Example: A person...

- acting alone,
- self-admittedly influenced by an organized group (ISIS, as one possibility),
- acting to further said group's goals,
- but, never met with or officially joined said group,

...part of said group?
A soldier is someone who is directly affiliated with an organization and who, militarily, participates in that organization's conventional warfare tactics under direct orders.

A terrorist is someone who is directly affiliated with an organization and who, militarily, participates in that organization's terrorist warfare tactics under direct orders.

Whether or not a "lone wolf" engages in tactics more befitting a soldier or a terrorist does not carry the same meaning as it does when he is carrying out direct orders from an organization with which he is directly affiliated.

This is because, historically, it has always been about the organization, not the behavior of an individual in that organization, that has carried meaning in attaching associated labels to the organization for politically definitive purposes, associated labels such as "a terrorist organization".

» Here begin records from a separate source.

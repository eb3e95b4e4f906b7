use std::fmt;

/// A time-of-day parse or range error.
#[derive(Debug, Clone, PartialEq)]
pub struct TimeError {
    pub message: String,
    /// 1-based column of the offending character. `0` when the error is not
    /// tied to a position in source text (e.g. a field passed out of range).
    pub col: usize,
}

impl TimeError {
    pub(crate) fn new(msg: impl Into<String>, col: usize) -> Self {
        Self { message: msg.into(), col }
    }

    pub(crate) fn out_of_range(field: &str, value: u32, max: u32) -> Self {
        Self::new(format!("{field} {value} out of range 0..={max}"), 0)
    }
}

impl fmt::Display for TimeError {
    fn fmt(&self, f: &mut fmt::Formatter<'_>) -> fmt::Result {
        if self.col == 0 {
            write!(f, "invalid time of day: {}", self.message)
        } else {
            write!(f, "invalid time of day at column {}: {}", self.col, self.message)
        }
    }
}

impl std::error::Error for TimeError {}
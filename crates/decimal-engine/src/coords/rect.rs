use super::Vec2;

/// Axis-aligned rectangle in logical pixels (top-left origin).
#[derive(Debug, Copy, Clone, Default, PartialEq)]
pub struct Rect {
    pub origin: Vec2,
    pub size: Vec2,
}

impl Rect {
    #[inline]
    pub const fn new(x: f32, y: f32, w: f32, h: f32) -> Self {
        Self {
            origin: Vec2::new(x, y),
            size: Vec2::new(w, h),
        }
    }

    #[inline]
    pub const fn from_origin_size(origin: Vec2, size: Vec2) -> Self {
        Self { origin, size }
    }

    #[inline]
    pub fn max(self) -> Vec2 {
        Vec2::new(self.origin.x + self.size.x, self.origin.y + self.size.y)
    }

    #[inline]
    pub fn center(self) -> Vec2 {
        Vec2::new(self.origin.x + self.size.x * 0.5, self.origin.y + self.size.y * 0.5)
    }

    #[inline]
    pub fn is_empty(self) -> bool {
        self.size.x <= 0.0 || self.size.y <= 0.0
    }

    /// Shrinks every side by `amount`. Never produces a negative size.
    #[inline]
    pub fn inset(self, amount: f32) -> Self {
        Rect::new(
            self.origin.x + amount,
            self.origin.y + amount,
            (self.size.x - 2.0 * amount).max(0.0),
            (self.size.y - 2.0 * amount).max(0.0),
        )
    }

    /// A `size` rect horizontally centered in `self`, starting at `top`.
    #[inline]
    pub fn centered_row(self, top: f32, size: Vec2) -> Self {
        Rect::new(self.origin.x + (self.size.x - size.x) * 0.5, top, size.x, size.y)
    }
}
use decimal_engine::coords::{Rect, Vec2};
use decimal_engine::scene::shapes::CircleCmd;
use decimal_engine::scene::Stroke;

use crate::painter::Painter;
use crate::widget::{Element, Widget};

/// Day-progress ring with ten decimal-hour markers.
///
/// The arc starts at the top and fills clockwise. An optional child is
/// painted centered inside the ring.
///
/// # Example
/// ```rust,ignore
/// ProgressRing::new(decimal.percent_of_day)
///     .size(300.0)
///     .center(DigitalReadout::new(decimal).variant(ReadoutVariant::Minimal))
/// ```
pub struct ProgressRing {
    /// Progress in `[0, 100]`.
    progress: f64,
    size: f32,
    stroke_width: f32,
    center: Option<Element>,
}

impl ProgressRing {
    pub fn new(progress: f64) -> Self {
        Self { progress: progress.clamp(0.0, 100.0), size: 300.0, stroke_width: 4.0, center: None }
    }

    pub fn size(mut self, v: f32) -> Self { self.size = v; self }
    pub fn stroke_width(mut self, v: f32) -> Self { self.stroke_width = v; self }

    pub fn center(mut self, child: impl Into<Element>) -> Self {
        self.center = Some(child.into());
        self
    }

    #[inline]
    pub fn radius(&self) -> f32 {
        (self.size - self.stroke_width) / 2.0
    }

    #[inline]
    pub fn sweep_deg(&self) -> f32 {
        self.progress as f32 * 3.6
    }
}

impl Widget for ProgressRing {
    fn measure(&self, _max_width: f32) -> Vec2 {
        Vec2::new(self.size, self.size)
    }

    fn paint(&self, painter: &mut Painter, rect: Rect) {
        let p = painter.palette;
        let c = rect.center();
        let r = self.radius();

        painter.circle(CircleCmd::new(c, r).stroke(Stroke::new(self.stroke_width, p.border.with_opacity(0.5))));
        painter.arc(c, r, 0.0, self.sweep_deg(), Stroke::new(self.stroke_width, p.accent), None);

        for i in 0..10 {
            let angle = i as f32 * 36.0;
            painter.line(
                c.on_dial(angle, r - 15.0),
                c.on_dial(angle, r - 8.0),
                Stroke::new(2.0, p.text_muted),
                None,
            );
        }

        if let Some(child) = &self.center {
            let size = child.measure(r * 2.0);
            let origin = Vec2::new(c.x - size.x * 0.5, c.y - size.y * 0.5);
            child.paint(painter, Rect::from_origin_size(origin, size));
        }
    }
}

#[cfg(test)]
mod tests {
    use decimal_engine::scene::{DrawCmd, DrawList};
    use decimal_engine::theme::Theme;

    use super::*;

    fn paint(ring: &ProgressRing) -> DrawList {
        let mut list = DrawList::new();
        let mut painter = Painter::new(&mut list, Theme::Ocean.palette());
        ring.paint(&mut painter, Rect::new(0.0, 0.0, 300.0, 300.0));
        list
    }

    #[test]
    fn arc_sweep_follows_progress() {
        let list = paint(&ProgressRing::new(25.0));
        let arc = list.items().iter().find_map(|i| match &i.cmd {
            DrawCmd::Arc(a) => Some(a.clone()),
            _ => None,
        });
        let arc = arc.unwrap();
        assert_eq!(arc.radius, 148.0);
        assert_eq!(arc.start_deg, 0.0);
        assert!((arc.sweep_deg - 90.0).abs() < 1e-4);
    }

    #[test]
    fn empty_day_has_no_arc_but_keeps_markers() {
        let list = paint(&ProgressRing::new(0.0));
        assert!(!list.items().iter().any(|i| matches!(i.cmd, DrawCmd::Arc(_))));
        let markers = list.items().iter().filter(|i| matches!(i.cmd, DrawCmd::Line(_))).count();
        assert_eq!(markers, 10);
    }

    #[test]
    fn progress_is_clamped() {
        assert_eq!(ProgressRing::new(140.0).sweep_deg(), 360.0);
        assert_eq!(ProgressRing::new(-3.0).sweep_deg(), 0.0);
    }
}
use std::collections::HashMap;
use std::io::{ErrorKind, Write};
use std::path::{Path, PathBuf};

use serde_json::{Map, Value};

/// Errors raised by a [`ThemeStore`] backend.
#[derive(Debug, thiserror::Error)]
pub enum StoreError {
    #[error("failed to read {}: {source}", .path.display())]
    Read { path: PathBuf, source: std::io::Error },

    #[error("failed to write {}: {source}", .path.display())]
    Write { path: PathBuf, source: std::io::Error },

    #[error("{} is not a valid preference file: {source}", .path.display())]
    Parse { path: PathBuf, source: serde_json::Error },

    #[error("failed to encode preferences: {0}")]
    Encode(#[from] serde_json::Error),
}

/// String key-value persistence for user preferences.
pub trait ThemeStore {
    fn get(&self, key: &str) -> Result<Option<String>, StoreError>;
    fn set(&mut self, key: &str, value: &str) -> Result<(), StoreError>;
}

/// In-process store. Nothing survives the process.
#[derive(Debug, Clone, Default)]
pub struct MemoryStore {
    values: HashMap<String, String>,
}

impl MemoryStore {
    pub fn new() -> Self {
        Self::default()
    }
}

impl ThemeStore for MemoryStore {
    fn get(&self, key: &str) -> Result<Option<String>, StoreError> {
        Ok(self.values.get(key).cloned())
    }

    fn set(&mut self, key: &str, value: &str) -> Result<(), StoreError> {
        self.values.insert(key.to_string(), value.to_string());
        Ok(())
    }
}

/// A JSON object stored in one file.
///
/// A missing file reads as empty. Only string values are visible through
/// [`ThemeStore::get`], but every other entry is carried through writes
/// untouched. A file that cannot be parsed is replaced on the next write.
/// Writes go to a temporary file in the same directory, which is then
/// renamed over the original.
#[derive(Debug, Clone)]
pub struct JsonFileStore {
    path: PathBuf,
}

impl JsonFileStore {
    pub fn new(path: impl Into<PathBuf>) -> Self {
        Self { path: path.into() }
    }

    /// `<config dir>/decimal-clock/preferences.json`, if the platform has a
    /// config directory.
    pub fn default_path() -> Option<PathBuf> {
        dirs::config_dir().map(|dir| dir.join("decimal-clock").join("preferences.json"))
    }

    pub fn path(&self) -> &Path {
        &self.path
    }

    fn load(&self) -> Result<Map<String, Value>, StoreError> {
        let text = match std::fs::read_to_string(&self.path) {
            Ok(text) => text,
            Err(e) if e.kind() == ErrorKind::NotFound => return Ok(Map::new()),
            Err(source) => return Err(StoreError::Read { path: self.path.clone(), source }),
        };
        serde_json::from_str(&text).map_err(|source| StoreError::Parse { path: self.path.clone(), source })
    }

    fn write(&self, text: &str) -> std::io::Result<()> {
        let dir = match self.path.parent() {
            Some(parent) if !parent.as_os_str().is_empty() => parent,
            _ => Path::new("."),
        };
        std::fs::create_dir_all(dir)?;

        let mut file = tempfile::NamedTempFile::new_in(dir)?;
        file.write_all(text.as_bytes())?;
        file.as_file().sync_all()?;
        file.persist(&self.path).map_err(|e| e.error)?;
        Ok(())
    }
}

impl ThemeStore for JsonFileStore {
    fn get(&self, key: &str) -> Result<Option<String>, StoreError> {
        Ok(match self.load()?.remove(key) {
            Some(Value::String(value)) => Some(value),
            _ => None,
        })
    }

    fn set(&mut self, key: &str, value: &str) -> Result<(), StoreError> {
        let mut values = match self.load() {
            Ok(values) => values,
            Err(err @ StoreError::Parse { .. }) => {
                log::warn!("{err}; starting from empty preferences");
                Map::new()
            }
            Err(err) => return Err(err),
        };
        values.insert(key.to_string(), Value::String(value.to_string()));
        let text = serde_json::to_string_pretty(&values)?;

        self.write(&text).map_err(|source| StoreError::Write { path: self.path.clone(), source })?;

        log::debug!("stored {key}={value} in {}", self.path.display());
        Ok(())
    }
}

#[cfg(test)]
mod tests {
    use super::*;

    #[test]
    fn missing_file_reads_as_empty() {
        let dir = tempfile::tempdir().unwrap();
        let store = JsonFileStore::new(dir.path().join("none.json"));
        assert_eq!(store.get("anything").unwrap(), None);
    }

    #[test]
    fn set_creates_parents_and_persists() {
        let dir = tempfile::tempdir().unwrap();
        let path = dir.path().join("nested").join("prefs.json");

        let mut store = JsonFileStore::new(&path);
        store.set("decimal-clock-theme", "ocean").unwrap();

        let reopened = JsonFileStore::new(&path);
        assert_eq!(reopened.get("decimal-clock-theme").unwrap().as_deref(), Some("ocean"));
    }

    #[test]
    fn unrelated_keys_survive_a_write() {
        let dir = tempfile::tempdir().unwrap();
        let path = dir.path().join("prefs.json");
        std::fs::write(&path, r#"{"other": "kept"}"#).unwrap();

        let mut store = JsonFileStore::new(&path);
        store.set("decimal-clock-theme", "light").unwrap();
        assert_eq!(store.get("other").unwrap().as_deref(), Some("kept"));
    }

    #[test]
    fn corrupt_file_is_a_parse_error() {
        let dir = tempfile::tempdir().unwrap();
        let path = dir.path().join("prefs.json");
        std::fs::write(&path, "not json").unwrap();

        let err = JsonFileStore::new(&path).get("decimal-clock-theme").unwrap_err();
        assert!(matches!(err, StoreError::Parse { .. }));
    }

    #[test]
    fn set_recovers_from_truncated_file() {
        let dir = tempfile::tempdir().unwrap();
        let path = dir.path().join("prefs.json");
        std::fs::write(&path, r#"{"decimal-clock-theme": "da"#).unwrap();

        let mut store = JsonFileStore::new(&path);
        store.set("decimal-clock-theme", "sunset").unwrap();
        assert_eq!(store.get("decimal-clock-theme").unwrap().as_deref(), Some("sunset"));

        let text = std::fs::read_to_string(&path).unwrap();
        assert!(serde_json::from_str::<Value>(&text).is_ok());
    }

    #[test]
    fn set_keeps_non_string_siblings() {
        let dir = tempfile::tempdir().unwrap();
        let path = dir.path().join("prefs.json");
        std::fs::write(&path, r#"{"decimal-clock-theme": "dark", "volume": 3}"#).unwrap();

        let mut store = JsonFileStore::new(&path);
        assert_eq!(store.get("decimal-clock-theme").unwrap().as_deref(), Some("dark"));
        assert_eq!(store.get("volume").unwrap(), None);

        store.set("decimal-clock-theme", "ocean").unwrap();
        store.set("decimal-clock-theme", "light").unwrap();

        let saved: Value = serde_json::from_str(&std::fs::read_to_string(&path).unwrap()).unwrap();
        assert_eq!(saved["volume"], Value::from(3));
        assert_eq!(saved["decimal-clock-theme"], Value::from("light"));
    }

    #[test]
    fn write_leaves_no_temporary_files() {
        let dir = tempfile::tempdir().unwrap();
        let path = dir.path().join("prefs.json");

        let mut store = JsonFileStore::new(&path);
        store.set("decimal-clock-theme", "dark").unwrap();
        store.set("decimal-clock-theme", "light").unwrap();

        let names: Vec<_> = std::fs::read_dir(dir.path())
            .unwrap()
            .map(|entry| entry.unwrap().file_name())
            .collect();
        assert_eq!(names, vec![std::ffi::OsString::from("prefs.json")]);
    }
}
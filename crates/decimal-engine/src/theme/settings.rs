use std::str::FromStr;

use rand::Rng;

use super::store::{StoreError, ThemeStore};
use super::Theme;

/// Store key holding the theme id.
pub const THEME_KEY: &str = "decimal-clock-theme";

/// The platform's light/dark preference, when one is known.
#[derive(Debug, Copy, Clone, PartialEq, Eq)]
pub enum ColorScheme {
    Light,
    Dark,
}

impl FromStr for ColorScheme {
    type Err = String;

    fn from_str(s: &str) -> Result<Self, Self::Err> {
        match s.trim().to_ascii_lowercase().as_str() {
            "light" => Ok(ColorScheme::Light),
            "dark" => Ok(ColorScheme::Dark),
            other => Err(format!("unknown color scheme {other:?} (expected light or dark)")),
        }
    }
}

/// The active theme plus the store it is persisted to.
///
/// Owned by the composition root and passed down explicitly.
pub struct ThemeSettings<S: ThemeStore> {
    store: S,
    current: Theme,
}

impl<S: ThemeStore> ThemeSettings<S> {
    /// Resolves the starting theme: stored preference, then the system hint
    /// (light → [`Theme::Light`]), then [`Theme::Dark`].
    ///
    /// An unreadable store or an unknown stored id is logged and skipped.
    pub fn load(store: S, hint: Option<ColorScheme>) -> Self {
        let stored = match store.get(THEME_KEY) {
            Ok(value) => value,
            Err(e) => {
                log::warn!("ignoring stored theme: {e}");
                None
            }
        };

        let from_store = stored.and_then(|id| match id.parse::<Theme>() {
            Ok(theme) => Some(theme),
            Err(e) => {
                log::warn!("ignoring stored theme: {e}");
                None
            }
        });

        let current = from_store.unwrap_or(match hint {
            Some(ColorScheme::Light) => Theme::Light,
            _ => Theme::Dark,
        });

        log::debug!("active theme: {current}");
        Self { store, current }
    }

    #[inline]
    pub fn current(&self) -> Theme {
        self.current
    }

    pub fn store(&self) -> &S {
        &self.store
    }

    /// Switches theme and writes it through to the store.
    ///
    /// The in-memory theme changes even when persisting fails.
    pub fn set(&mut self, theme: Theme) -> Result<(), StoreError> {
        self.current = theme;
        self.store.set(THEME_KEY, theme.id())
    }

    /// Switches to a random theme other than the current one.
    pub fn lucky<R: Rng>(&mut self, rng: &mut R) -> Result<Theme, StoreError> {
        let next = self.current.lucky(rng);
        self.set(next)?;
        Ok(next)
    }
}

#[cfg(test)]
mod tests {
    use rand::rngs::StdRng;
    use rand::SeedableRng;

    use super::*;
    use crate::theme::MemoryStore;

    fn store_with(value: &str) -> MemoryStore {
        let mut store = MemoryStore::new();
        store.set(THEME_KEY, value).unwrap();
        store
    }

    #[test]
    fn stored_theme_wins_over_hint() {
        let settings = ThemeSettings::load(store_with("sunset"), Some(ColorScheme::Light));
        assert_eq!(settings.current(), Theme::Sunset);
    }

    #[test]
    fn light_hint_used_when_nothing_stored() {
        let settings = ThemeSettings::load(MemoryStore::new(), Some(ColorScheme::Light));
        assert_eq!(settings.current(), Theme::Light);
    }

    #[test]
    fn defaults_to_dark() {
        assert_eq!(ThemeSettings::load(MemoryStore::new(), None).current(), Theme::Dark);
        assert_eq!(ThemeSettings::load(MemoryStore::new(), Some(ColorScheme::Dark)).current(), Theme::Dark);
    }

    #[test]
    fn unknown_stored_id_falls_back() {
        let settings = ThemeSettings::load(store_with("neon"), Some(ColorScheme::Light));
        assert_eq!(settings.current(), Theme::Light);
    }

    #[test]
    fn set_writes_through() {
        let mut settings = ThemeSettings::load(MemoryStore::new(), None);
        settings.set(Theme::Ocean).unwrap();
        assert_eq!(settings.current(), Theme::Ocean);
        assert_eq!(settings.store().get(THEME_KEY).unwrap().as_deref(), Some("ocean"));
    }

    #[test]
    fn lucky_persists_a_different_theme() {
        let mut settings = ThemeSettings::load(store_with("light"), None);
        let mut rng = StdRng::seed_from_u64(42);
        let picked = settings.lucky(&mut rng).unwrap();
        assert_ne!(picked, Theme::Light);
        assert_eq!(settings.store().get(THEME_KEY).unwrap(), Some(picked.id().to_string()));
    }

    #[test]
    fn color_scheme_parses() {
        assert_eq!("Light".parse::<ColorScheme>(), Ok(ColorScheme::Light));
        assert!("sepia".parse::<ColorScheme>().is_err());
    }
}
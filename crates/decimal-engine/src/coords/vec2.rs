use core::ops::{Add, Mul, Sub};

/// 2D vector in logical pixels.
#[derive(Debug, Copy, Clone, Default, PartialEq)]
pub struct Vec2 {
    pub x: f32,
    pub y: f32,
}

impl Vec2 {
    #[inline]
    pub const fn new(x: f32, y: f32) -> Self {
        Self { x, y }
    }

    #[inline]
    pub const fn zero() -> Self {
        Self { x: 0.0, y: 0.0 }
    }

    /// Point `length` away from `self` along a dial angle.
    ///
    /// 0° points up, 90° right, 180° down, 270° left.
    #[inline]
    pub fn on_dial(self, angle_deg: f32, length: f32) -> Vec2 {
        let rad = (angle_deg - 90.0).to_radians();
        Vec2::new(self.x + length * rad.cos(), self.y + length * rad.sin())
    }

    #[inline]
    pub fn distance(self, other: Vec2) -> f32 {
        let d = other - self;
        (d.x * d.x + d.y * d.y).sqrt()
    }

    #[inline]
    pub fn is_finite(self) -> bool {
        self.x.is_finite() && self.y.is_finite()
    }
}

impl Add for Vec2 {
    type Output = Vec2;
    #[inline]
    fn add(self, rhs: Vec2) -> Vec2 {
        Vec2::new(self.x + rhs.x, self.y + rhs.y)
    }
}

impl Sub for Vec2 {
    type Output = Vec2;
    #[inline]
    fn sub(self, rhs: Vec2) -> Vec2 {
        Vec2::new(self.x - rhs.x, self.y - rhs.y)
    }
}

impl Mul<f32> for Vec2 {
    type Output = Vec2;
    #[inline]
    fn mul(self, rhs: f32) -> Vec2 {
        Vec2::new(self.x * rhs, self.y * rhs)
    }
}

#[cfg(test)]
mod tests {
    use super::*;

    fn near(a: Vec2, b: Vec2) -> bool {
        a.distance(b) < 1e-4
    }

    #[test]
    fn dial_angles_follow_a_clock_face() {
        let c = Vec2::new(100.0, 100.0);
        assert!(near(c.on_dial(0.0, 10.0), Vec2::new(100.0, 90.0)));
        assert!(near(c.on_dial(90.0, 10.0), Vec2::new(110.0, 100.0)));
        assert!(near(c.on_dial(180.0, 10.0), Vec2::new(100.0, 110.0)));
        assert!(near(c.on_dial(270.0, 10.0), Vec2::new(90.0, 100.0)));
    }
}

Individual "lone wolves" who commit atrocious mass violence, like in Oklahoma City, Orlando, San Bernardino, and the like, no matter what they cite for "reasons" are simply not acting on direct orders from the organization, and, are simply not terrorists any more than a "lone wolf" descending on some country's military base with a helmet and an assault rifle is a soldier.

Without direct organization affiliation and acting under orders, a person is simply neither a soldier or a terrorist in the true and appropriate meaning of the terms.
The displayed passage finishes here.